> Provided records:
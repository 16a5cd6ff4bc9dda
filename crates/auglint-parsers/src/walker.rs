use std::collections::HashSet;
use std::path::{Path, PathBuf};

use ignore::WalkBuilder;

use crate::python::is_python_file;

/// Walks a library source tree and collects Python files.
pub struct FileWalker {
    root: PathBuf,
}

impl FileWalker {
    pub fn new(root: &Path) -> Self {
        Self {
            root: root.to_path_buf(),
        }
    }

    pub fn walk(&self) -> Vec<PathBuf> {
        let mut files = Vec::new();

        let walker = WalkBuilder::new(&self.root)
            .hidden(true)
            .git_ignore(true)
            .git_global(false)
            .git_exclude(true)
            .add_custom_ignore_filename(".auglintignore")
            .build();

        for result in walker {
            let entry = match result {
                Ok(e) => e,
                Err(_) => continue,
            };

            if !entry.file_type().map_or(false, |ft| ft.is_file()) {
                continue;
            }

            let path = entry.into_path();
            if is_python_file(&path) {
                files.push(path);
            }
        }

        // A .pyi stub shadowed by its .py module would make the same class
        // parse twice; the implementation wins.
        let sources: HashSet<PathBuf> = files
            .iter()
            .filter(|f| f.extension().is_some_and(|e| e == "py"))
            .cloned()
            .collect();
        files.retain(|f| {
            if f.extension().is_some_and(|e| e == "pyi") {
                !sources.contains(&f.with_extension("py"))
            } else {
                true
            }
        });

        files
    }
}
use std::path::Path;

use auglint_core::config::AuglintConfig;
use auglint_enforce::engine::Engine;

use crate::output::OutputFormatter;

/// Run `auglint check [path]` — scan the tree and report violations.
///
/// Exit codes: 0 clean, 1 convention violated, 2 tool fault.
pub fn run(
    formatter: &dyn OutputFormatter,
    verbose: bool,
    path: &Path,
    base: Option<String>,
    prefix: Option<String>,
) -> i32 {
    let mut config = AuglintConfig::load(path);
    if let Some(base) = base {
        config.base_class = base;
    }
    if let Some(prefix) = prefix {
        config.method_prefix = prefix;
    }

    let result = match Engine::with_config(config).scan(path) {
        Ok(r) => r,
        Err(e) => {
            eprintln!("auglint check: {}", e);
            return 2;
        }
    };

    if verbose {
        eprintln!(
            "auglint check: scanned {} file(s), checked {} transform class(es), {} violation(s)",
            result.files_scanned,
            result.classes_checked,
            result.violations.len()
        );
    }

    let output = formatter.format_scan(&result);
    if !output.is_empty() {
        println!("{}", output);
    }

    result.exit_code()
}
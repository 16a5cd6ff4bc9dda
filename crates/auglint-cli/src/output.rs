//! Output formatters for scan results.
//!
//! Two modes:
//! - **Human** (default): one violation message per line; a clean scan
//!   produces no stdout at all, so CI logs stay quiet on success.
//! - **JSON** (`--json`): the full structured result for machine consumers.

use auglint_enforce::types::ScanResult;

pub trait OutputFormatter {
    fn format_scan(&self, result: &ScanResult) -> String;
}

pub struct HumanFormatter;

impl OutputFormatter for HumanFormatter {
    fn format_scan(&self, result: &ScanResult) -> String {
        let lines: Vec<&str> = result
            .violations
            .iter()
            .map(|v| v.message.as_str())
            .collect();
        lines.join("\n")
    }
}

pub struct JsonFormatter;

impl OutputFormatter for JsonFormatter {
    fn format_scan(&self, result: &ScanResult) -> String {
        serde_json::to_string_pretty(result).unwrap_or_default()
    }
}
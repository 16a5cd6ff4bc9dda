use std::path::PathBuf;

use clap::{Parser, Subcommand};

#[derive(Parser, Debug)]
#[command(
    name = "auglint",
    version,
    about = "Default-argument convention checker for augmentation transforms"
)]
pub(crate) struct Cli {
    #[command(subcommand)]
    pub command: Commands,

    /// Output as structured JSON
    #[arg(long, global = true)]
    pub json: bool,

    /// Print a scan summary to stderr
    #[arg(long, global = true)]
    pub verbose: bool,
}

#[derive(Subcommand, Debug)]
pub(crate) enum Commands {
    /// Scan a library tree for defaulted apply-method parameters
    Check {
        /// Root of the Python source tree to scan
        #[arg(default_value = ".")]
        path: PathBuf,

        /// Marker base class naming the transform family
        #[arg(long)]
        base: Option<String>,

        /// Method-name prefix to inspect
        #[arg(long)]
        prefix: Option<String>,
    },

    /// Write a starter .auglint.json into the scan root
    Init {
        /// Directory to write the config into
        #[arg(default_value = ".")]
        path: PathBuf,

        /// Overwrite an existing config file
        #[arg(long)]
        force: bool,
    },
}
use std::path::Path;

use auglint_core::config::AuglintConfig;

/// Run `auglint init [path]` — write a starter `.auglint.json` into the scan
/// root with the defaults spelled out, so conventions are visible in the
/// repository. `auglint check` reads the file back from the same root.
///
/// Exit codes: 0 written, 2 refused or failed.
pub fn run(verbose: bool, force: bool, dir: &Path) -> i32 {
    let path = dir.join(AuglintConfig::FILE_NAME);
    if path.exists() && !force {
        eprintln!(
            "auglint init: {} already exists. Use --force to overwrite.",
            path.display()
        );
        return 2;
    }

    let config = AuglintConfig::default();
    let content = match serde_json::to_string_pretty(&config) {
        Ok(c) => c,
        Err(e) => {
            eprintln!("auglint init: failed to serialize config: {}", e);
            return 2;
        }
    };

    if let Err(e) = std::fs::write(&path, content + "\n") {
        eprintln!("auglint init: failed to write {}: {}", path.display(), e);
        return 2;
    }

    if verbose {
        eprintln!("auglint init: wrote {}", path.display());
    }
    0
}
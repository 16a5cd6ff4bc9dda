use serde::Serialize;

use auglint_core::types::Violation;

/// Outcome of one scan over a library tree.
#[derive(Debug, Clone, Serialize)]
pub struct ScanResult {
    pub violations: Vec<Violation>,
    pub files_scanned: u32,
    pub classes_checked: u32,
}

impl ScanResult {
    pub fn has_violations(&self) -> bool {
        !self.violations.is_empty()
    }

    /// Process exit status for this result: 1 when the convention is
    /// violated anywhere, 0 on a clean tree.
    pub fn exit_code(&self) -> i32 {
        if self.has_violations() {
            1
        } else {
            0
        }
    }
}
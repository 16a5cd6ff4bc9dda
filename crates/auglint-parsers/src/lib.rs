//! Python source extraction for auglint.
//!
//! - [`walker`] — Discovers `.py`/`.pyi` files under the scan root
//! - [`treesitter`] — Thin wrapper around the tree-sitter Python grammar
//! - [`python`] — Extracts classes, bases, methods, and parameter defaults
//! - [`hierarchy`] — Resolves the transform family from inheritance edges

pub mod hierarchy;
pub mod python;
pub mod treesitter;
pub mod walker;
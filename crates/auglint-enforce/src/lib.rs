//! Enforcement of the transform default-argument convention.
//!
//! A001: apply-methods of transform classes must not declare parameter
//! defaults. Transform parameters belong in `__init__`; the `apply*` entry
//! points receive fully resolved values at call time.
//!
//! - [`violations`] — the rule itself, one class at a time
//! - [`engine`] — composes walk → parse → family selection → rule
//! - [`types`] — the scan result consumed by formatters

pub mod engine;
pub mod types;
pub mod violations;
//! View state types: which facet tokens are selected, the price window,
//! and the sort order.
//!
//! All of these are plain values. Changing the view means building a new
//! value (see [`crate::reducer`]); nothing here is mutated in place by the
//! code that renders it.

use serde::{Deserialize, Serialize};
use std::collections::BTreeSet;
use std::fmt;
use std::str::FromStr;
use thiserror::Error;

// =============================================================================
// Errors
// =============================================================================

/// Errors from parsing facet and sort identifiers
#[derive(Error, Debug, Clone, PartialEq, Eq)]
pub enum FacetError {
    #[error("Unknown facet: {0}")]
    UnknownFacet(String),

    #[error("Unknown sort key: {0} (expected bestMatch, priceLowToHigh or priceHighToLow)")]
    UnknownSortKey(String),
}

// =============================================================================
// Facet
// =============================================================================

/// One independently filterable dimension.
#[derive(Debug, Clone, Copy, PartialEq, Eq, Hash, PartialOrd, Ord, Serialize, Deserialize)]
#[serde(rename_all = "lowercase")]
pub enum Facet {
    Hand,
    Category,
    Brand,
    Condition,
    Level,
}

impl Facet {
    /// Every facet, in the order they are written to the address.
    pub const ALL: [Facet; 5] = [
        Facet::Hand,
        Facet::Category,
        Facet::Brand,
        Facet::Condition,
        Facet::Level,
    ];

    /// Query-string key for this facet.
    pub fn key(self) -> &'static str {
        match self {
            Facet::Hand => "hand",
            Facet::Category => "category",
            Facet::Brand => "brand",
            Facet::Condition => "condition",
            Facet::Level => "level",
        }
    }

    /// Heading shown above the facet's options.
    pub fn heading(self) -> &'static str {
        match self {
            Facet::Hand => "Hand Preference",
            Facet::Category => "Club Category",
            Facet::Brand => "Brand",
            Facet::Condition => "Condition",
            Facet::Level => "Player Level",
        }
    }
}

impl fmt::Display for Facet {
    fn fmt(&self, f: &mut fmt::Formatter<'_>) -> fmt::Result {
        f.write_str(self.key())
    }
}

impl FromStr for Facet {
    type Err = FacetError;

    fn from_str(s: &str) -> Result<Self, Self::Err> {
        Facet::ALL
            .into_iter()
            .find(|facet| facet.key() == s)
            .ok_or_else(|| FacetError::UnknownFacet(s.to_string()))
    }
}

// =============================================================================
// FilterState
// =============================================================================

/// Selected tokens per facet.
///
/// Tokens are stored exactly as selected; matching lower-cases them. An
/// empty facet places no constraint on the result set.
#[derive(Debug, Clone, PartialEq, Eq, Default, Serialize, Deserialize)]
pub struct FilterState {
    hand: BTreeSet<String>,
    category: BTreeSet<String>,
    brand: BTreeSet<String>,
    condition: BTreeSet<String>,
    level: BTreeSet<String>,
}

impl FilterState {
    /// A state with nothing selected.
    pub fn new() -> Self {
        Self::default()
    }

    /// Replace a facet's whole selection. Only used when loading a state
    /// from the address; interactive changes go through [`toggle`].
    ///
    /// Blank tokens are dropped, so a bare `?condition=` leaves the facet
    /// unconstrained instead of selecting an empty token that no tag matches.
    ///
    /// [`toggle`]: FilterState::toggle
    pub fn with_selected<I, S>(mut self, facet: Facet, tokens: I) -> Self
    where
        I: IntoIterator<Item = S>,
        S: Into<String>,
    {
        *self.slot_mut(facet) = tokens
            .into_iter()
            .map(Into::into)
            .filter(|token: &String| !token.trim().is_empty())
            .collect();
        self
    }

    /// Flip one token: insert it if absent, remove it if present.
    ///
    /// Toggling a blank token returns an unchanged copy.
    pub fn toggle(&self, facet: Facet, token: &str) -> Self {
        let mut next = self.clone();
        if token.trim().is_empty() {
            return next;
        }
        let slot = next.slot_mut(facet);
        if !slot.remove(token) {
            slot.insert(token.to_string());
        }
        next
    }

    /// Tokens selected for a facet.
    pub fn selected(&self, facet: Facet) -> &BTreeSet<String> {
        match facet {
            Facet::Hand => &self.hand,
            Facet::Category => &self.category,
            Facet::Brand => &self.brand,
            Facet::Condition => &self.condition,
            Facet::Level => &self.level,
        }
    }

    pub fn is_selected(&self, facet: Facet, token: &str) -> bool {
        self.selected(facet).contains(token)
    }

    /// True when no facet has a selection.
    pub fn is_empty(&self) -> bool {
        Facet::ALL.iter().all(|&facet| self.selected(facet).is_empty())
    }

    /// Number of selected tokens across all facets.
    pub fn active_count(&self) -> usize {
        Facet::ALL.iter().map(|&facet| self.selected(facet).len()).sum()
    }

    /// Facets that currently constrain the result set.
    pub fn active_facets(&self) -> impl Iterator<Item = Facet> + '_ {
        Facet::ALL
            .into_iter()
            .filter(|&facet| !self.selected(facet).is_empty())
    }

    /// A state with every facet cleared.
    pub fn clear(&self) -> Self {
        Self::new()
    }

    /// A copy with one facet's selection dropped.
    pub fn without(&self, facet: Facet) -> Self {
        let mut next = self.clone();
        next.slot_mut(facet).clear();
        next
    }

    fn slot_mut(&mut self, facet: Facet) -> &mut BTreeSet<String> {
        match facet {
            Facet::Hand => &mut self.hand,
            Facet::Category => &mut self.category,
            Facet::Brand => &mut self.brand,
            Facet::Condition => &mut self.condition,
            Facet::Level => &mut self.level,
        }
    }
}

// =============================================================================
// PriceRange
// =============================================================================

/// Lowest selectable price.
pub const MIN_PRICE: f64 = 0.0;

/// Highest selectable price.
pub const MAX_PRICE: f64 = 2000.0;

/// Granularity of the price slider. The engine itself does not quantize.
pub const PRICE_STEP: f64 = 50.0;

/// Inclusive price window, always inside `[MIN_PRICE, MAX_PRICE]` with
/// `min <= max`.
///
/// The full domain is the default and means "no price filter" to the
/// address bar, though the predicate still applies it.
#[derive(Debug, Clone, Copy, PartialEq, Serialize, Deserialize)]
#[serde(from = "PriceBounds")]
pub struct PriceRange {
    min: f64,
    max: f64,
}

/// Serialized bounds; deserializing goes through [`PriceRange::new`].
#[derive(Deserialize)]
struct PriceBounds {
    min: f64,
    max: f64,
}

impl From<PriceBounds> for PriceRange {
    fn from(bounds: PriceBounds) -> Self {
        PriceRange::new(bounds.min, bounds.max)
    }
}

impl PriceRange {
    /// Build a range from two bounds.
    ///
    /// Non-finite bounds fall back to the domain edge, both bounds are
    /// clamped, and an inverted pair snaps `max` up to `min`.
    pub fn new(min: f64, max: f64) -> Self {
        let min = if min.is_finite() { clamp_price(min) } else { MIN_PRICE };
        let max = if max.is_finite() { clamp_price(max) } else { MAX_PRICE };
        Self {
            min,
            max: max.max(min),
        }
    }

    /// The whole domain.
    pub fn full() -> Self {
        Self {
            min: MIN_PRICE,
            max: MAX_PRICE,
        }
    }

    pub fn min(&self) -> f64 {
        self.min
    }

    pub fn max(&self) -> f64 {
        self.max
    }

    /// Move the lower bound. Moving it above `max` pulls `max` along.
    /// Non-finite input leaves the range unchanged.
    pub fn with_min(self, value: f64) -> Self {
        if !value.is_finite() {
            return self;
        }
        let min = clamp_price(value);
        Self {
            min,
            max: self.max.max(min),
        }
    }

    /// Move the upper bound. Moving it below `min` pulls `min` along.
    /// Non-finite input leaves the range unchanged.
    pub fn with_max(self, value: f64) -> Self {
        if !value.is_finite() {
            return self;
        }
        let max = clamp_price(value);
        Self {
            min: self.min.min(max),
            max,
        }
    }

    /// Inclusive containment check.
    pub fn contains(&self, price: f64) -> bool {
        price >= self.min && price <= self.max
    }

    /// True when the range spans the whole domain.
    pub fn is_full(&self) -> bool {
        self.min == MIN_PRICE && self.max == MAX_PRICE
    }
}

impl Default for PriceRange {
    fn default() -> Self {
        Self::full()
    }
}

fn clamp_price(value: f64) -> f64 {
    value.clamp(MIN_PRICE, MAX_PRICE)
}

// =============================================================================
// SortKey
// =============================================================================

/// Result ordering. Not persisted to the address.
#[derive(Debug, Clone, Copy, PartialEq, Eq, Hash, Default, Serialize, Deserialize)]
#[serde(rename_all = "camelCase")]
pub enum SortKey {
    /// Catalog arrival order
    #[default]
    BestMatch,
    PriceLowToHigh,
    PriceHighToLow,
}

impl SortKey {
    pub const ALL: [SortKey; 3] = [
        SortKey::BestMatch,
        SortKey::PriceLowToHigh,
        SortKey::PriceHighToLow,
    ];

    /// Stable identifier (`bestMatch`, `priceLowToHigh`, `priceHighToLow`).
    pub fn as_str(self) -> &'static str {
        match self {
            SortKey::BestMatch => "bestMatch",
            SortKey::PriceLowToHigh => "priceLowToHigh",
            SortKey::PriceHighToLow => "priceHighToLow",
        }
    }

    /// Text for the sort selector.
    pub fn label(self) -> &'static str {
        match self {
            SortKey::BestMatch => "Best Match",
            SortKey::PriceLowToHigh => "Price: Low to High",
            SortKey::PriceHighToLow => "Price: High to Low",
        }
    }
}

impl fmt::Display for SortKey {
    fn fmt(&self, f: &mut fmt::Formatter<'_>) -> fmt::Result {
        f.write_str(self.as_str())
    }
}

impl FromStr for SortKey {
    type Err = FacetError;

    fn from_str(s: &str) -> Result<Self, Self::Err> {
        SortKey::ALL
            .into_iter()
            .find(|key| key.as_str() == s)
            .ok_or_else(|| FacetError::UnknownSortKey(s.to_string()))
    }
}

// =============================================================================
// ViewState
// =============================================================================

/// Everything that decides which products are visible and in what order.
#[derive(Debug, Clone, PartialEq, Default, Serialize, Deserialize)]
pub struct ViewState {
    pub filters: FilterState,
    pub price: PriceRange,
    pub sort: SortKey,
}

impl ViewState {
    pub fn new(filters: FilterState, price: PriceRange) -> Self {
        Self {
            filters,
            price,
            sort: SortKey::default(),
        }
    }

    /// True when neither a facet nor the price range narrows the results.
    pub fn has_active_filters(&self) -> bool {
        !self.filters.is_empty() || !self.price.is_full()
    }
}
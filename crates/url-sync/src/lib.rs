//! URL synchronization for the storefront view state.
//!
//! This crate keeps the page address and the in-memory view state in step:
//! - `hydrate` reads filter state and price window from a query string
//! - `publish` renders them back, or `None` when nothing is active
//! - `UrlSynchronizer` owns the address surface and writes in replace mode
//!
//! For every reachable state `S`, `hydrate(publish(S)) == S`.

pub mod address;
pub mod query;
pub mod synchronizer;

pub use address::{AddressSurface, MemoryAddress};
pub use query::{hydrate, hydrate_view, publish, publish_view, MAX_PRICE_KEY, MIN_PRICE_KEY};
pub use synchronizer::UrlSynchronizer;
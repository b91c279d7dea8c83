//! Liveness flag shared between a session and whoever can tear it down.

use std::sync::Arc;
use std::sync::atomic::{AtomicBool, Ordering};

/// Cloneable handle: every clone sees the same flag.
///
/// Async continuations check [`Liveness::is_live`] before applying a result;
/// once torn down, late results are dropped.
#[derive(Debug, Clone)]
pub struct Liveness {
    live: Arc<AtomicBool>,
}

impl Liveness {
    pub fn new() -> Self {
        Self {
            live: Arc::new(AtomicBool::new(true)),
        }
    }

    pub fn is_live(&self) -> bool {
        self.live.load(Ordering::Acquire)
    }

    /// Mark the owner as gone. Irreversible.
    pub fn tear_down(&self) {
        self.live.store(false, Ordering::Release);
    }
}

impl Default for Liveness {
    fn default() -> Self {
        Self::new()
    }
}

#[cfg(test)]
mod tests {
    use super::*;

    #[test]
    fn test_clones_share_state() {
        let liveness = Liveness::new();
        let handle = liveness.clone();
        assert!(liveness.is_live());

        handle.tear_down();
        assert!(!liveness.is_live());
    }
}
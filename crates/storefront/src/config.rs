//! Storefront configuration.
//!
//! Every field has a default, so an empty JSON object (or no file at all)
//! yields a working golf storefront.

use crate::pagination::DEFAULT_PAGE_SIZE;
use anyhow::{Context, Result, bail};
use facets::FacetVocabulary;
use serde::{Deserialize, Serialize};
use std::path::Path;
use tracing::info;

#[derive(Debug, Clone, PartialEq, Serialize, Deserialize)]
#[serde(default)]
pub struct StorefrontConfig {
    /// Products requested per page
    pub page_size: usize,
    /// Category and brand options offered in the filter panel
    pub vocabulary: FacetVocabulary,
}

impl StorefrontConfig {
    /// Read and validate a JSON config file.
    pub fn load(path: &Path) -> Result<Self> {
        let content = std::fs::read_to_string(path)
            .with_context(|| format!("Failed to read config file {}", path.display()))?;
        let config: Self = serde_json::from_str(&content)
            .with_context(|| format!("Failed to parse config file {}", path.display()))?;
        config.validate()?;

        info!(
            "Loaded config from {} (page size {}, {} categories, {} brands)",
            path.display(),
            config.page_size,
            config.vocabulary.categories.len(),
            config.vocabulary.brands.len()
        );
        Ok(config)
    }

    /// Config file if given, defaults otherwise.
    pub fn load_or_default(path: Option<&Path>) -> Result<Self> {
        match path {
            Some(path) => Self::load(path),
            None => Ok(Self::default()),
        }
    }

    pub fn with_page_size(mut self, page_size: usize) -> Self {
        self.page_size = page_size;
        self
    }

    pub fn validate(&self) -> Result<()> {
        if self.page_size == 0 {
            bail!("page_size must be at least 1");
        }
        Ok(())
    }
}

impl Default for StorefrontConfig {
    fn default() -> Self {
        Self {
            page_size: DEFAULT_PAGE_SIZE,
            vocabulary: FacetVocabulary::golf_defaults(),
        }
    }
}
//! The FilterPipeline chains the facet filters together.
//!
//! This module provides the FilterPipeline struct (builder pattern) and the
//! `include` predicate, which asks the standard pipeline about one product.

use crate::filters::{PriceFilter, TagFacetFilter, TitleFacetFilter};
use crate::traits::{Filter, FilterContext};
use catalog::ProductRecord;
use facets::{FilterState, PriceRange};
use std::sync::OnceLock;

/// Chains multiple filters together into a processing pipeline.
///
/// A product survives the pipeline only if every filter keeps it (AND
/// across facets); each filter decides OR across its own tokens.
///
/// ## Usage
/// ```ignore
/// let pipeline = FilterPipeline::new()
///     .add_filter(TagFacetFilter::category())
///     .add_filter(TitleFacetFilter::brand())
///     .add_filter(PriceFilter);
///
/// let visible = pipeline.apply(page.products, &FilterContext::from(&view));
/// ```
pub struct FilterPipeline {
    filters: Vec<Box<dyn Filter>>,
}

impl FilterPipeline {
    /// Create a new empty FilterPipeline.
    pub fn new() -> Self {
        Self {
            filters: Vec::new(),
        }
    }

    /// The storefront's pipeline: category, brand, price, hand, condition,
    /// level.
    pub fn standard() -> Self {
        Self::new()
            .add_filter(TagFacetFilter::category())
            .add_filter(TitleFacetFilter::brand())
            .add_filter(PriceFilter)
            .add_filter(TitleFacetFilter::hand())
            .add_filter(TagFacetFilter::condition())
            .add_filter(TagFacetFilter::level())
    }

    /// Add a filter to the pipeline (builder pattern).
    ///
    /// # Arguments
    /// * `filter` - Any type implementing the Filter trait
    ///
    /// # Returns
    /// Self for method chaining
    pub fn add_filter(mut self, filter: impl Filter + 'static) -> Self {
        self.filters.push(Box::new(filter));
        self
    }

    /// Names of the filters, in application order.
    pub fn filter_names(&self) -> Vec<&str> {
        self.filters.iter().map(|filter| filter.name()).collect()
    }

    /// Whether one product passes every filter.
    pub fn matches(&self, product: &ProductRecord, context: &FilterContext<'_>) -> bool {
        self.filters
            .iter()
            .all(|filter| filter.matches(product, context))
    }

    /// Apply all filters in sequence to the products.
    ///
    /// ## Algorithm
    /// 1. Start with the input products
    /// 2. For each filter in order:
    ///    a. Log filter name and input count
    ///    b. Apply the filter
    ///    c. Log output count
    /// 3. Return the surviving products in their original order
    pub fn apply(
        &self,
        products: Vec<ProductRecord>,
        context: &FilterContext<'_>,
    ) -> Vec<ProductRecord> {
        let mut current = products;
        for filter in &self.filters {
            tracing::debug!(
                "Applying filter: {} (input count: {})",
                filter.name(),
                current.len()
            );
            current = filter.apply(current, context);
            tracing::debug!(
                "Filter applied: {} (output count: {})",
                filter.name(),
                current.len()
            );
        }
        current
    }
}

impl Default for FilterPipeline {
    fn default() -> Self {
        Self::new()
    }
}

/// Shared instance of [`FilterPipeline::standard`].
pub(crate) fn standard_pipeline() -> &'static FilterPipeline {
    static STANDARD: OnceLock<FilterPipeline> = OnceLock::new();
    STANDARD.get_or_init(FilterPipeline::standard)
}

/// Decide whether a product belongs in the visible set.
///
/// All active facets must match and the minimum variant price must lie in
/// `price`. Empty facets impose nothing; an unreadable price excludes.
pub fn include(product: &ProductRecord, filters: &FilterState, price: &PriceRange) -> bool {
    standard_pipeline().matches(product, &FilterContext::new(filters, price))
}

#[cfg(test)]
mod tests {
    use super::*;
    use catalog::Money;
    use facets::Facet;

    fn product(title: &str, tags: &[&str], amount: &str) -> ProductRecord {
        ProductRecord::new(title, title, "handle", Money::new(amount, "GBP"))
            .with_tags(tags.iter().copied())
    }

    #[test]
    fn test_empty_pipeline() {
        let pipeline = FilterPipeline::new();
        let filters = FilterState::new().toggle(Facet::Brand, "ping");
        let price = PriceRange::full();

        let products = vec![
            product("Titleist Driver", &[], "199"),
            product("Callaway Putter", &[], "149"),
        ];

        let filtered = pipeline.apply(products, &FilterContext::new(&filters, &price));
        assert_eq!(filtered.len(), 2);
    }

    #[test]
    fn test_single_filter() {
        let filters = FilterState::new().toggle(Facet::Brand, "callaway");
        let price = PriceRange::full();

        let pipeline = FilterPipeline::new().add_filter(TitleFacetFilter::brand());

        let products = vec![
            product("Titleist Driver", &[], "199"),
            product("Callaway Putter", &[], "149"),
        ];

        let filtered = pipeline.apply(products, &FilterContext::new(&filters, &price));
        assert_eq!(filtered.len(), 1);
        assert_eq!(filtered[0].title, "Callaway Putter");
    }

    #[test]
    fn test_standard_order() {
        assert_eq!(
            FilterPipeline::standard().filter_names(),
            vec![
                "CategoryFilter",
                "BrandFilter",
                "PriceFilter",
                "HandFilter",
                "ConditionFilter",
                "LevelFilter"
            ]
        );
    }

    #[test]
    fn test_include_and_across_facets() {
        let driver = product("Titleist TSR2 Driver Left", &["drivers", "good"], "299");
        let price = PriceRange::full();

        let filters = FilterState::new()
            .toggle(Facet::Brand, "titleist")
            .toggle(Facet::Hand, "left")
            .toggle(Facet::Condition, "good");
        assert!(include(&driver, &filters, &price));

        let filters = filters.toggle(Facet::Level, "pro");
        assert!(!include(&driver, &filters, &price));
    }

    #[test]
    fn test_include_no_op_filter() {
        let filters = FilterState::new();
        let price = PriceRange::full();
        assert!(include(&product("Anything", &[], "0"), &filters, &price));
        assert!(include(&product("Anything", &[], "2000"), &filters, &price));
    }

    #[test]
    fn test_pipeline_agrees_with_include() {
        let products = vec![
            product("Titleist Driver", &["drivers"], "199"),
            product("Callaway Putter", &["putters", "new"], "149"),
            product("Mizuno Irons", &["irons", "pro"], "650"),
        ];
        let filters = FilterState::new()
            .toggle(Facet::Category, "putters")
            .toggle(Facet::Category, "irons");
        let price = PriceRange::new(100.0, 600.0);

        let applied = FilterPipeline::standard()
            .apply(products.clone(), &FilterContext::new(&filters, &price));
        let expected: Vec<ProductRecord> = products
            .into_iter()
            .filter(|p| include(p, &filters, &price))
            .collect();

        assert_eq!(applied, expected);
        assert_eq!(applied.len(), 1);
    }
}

> Assignment: Which lines of the data above contain "sources"? Copy each one.

> Reply:
        let sources: HashSet<PathBuf> = files
                !sources.contains(&f.with_extension("py"))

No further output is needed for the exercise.